Earlier on Sunday, Hong Kong media workers had marched in central Hong Kong to protest police violence against journalists.

The South China Morning Post reported that protesters in Sha Tin on Sunday were supported by residents from apartment tower blocks who threw down water bottles, umbrellas and plastic wrap.

Riot police clashes with demonstrators inside New Town Plaza shopping mall in the Sha Tin district of Hong Kong, China.Credit:Bloomberg

Resisting calls from protesters and pro-democracy politicians in the Legislative Council to legally withdraw the extradition bill, Lam has instead said she will seek to engage with Hong Kong's youth and deliver a new style of leadership. She also told media she intended to serve out her five-year term.

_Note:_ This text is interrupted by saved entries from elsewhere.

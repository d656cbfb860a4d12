//! 基于行分隔 JSON 的本地宿主循环。
//!
//! 每行一个 `MethodCall`，每个调用在阻塞线程池上独立执行，
//! 应答按完成顺序逐行写回，由请求 `id` 关联。

use std::panic::{self, AssertUnwindSafe};
use std::sync::Arc;

use anyhow::Context;
use disk_inventory_api_types::{ErrorResponse, MethodCall, MethodReply};
use system_capabilities::{InventoryService, SystemProbe};
use tokio::io::{AsyncBufRead, AsyncBufReadExt, AsyncWrite, AsyncWriteExt};
use tokio::task::JoinSet;
use tracing::{debug, error, info, warn};

/// 持续读取请求直到输入结束，并等待所有进行中的调用完成。
pub async fn serve<P, R, W>(service: Arc<InventoryService<P>>, reader: R, mut writer: W) -> anyhow::Result<()>
where
    P: SystemProbe + 'static,
    R: AsyncBufRead + Unpin,
    W: AsyncWrite + Unpin,
{
    let mut lines = reader.lines();
    let mut in_flight: JoinSet<MethodReply> = JoinSet::new();
    let mut input_open = true;

    loop {
        tokio::select! {
            line = lines.next_line(), if input_open => {
                match line.context("failed to read request line")? {
                    Some(line) if line.trim().is_empty() => {}
                    Some(line) => match serde_json::from_str::<MethodCall>(&line) {
                        Ok(call) => {
                            debug!(method = %call.method, id = ?call.id, "dispatching call");
                            let service = Arc::clone(&service);
                            in_flight.spawn_blocking(move || handle_guarded(&service, call));
                        }
                        Err(err) => {
                            warn!(error = %err, "invalid request line");
                            let reply = MethodReply::error(
                                None,
                                ErrorResponse::new("INVALID_REQUEST", format!("invalid message: {err}")),
                            );
                            write_reply(&mut writer, &reply).await?;
                        }
                    },
                    None => {
                        info!(pending = in_flight.len(), "input closed, draining in-flight calls");
                        input_open = false;
                    }
                }
            }
            Some(joined) = in_flight.join_next(), if !in_flight.is_empty() => {
                match joined {
                    Ok(reply) => write_reply(&mut writer, &reply).await?,
                    Err(err) => error!(error = %err, "call task exited with join error"),
                }
            }
            else => break,
        }
    }

    writer.flush().await.context("failed to flush replies")?;
    Ok(())
}

/// 执行单个调用；调用中途 panic 时仍为该 `id` 返回错误应答。
fn handle_guarded<P: SystemProbe>(service: &InventoryService<P>, call: MethodCall) -> MethodReply {
    let id = call.id;
    let method = call.method.clone();

    match panic::catch_unwind(AssertUnwindSafe(|| service.handle(call))) {
        Ok(reply) => reply,
        Err(_) => {
            error!(method = %method, id = ?id, "call panicked");
            MethodReply::error(
                id,
                ErrorResponse::new("INTERNAL_ERROR", format!("call to {method} panicked")),
            )
        }
    }
}

async fn write_reply<W>(writer: &mut W, reply: &MethodReply) -> anyhow::Result<()>
where
    W: AsyncWrite + Unpin,
{
    let mut json = serde_json::to_string(reply).context("failed to serialize reply")?;
    json.push('\n');
    writer
        .write_all(json.as_bytes())
        .await
        .context("failed to write reply")?;
    writer.flush().await.context("failed to flush reply")?;
    Ok(())
}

But the Financial Times story quoted one source as saying Beijing would not let Lam resign because "No one else can clean up the mess and no one else wants the job."

Lam has previously said that Beijing wasn't behind the extradition bill – which would allow a criminal suspect in Hong Kong to be sent to mainland China to face charges under the communist legal system – and it was her initiative.

The eruption of protests in Hong Kong comes as the Chinese leadership in Beijing faces a slowing economy, a trade war with the United States and a backlash against China's top technology company, Huawei, by the US.

Blood stains are seen next to umbrellas on the ground following the clashes.Credit:Bloomberg

Lam met with Chinese vice premier Han Zheng the day before she suspended the extradition bill in June, and a "task force" in Shenzhen has been monitoring the situation in Hong Kong, Hong Kong media reported last month.

Lam was elected chief executive in 2017 after winning 777 votes out of 1158 from an electoral committee. Under Hong Kong's Basic Law she is accountable to the central government in Beijing and Hong Kong.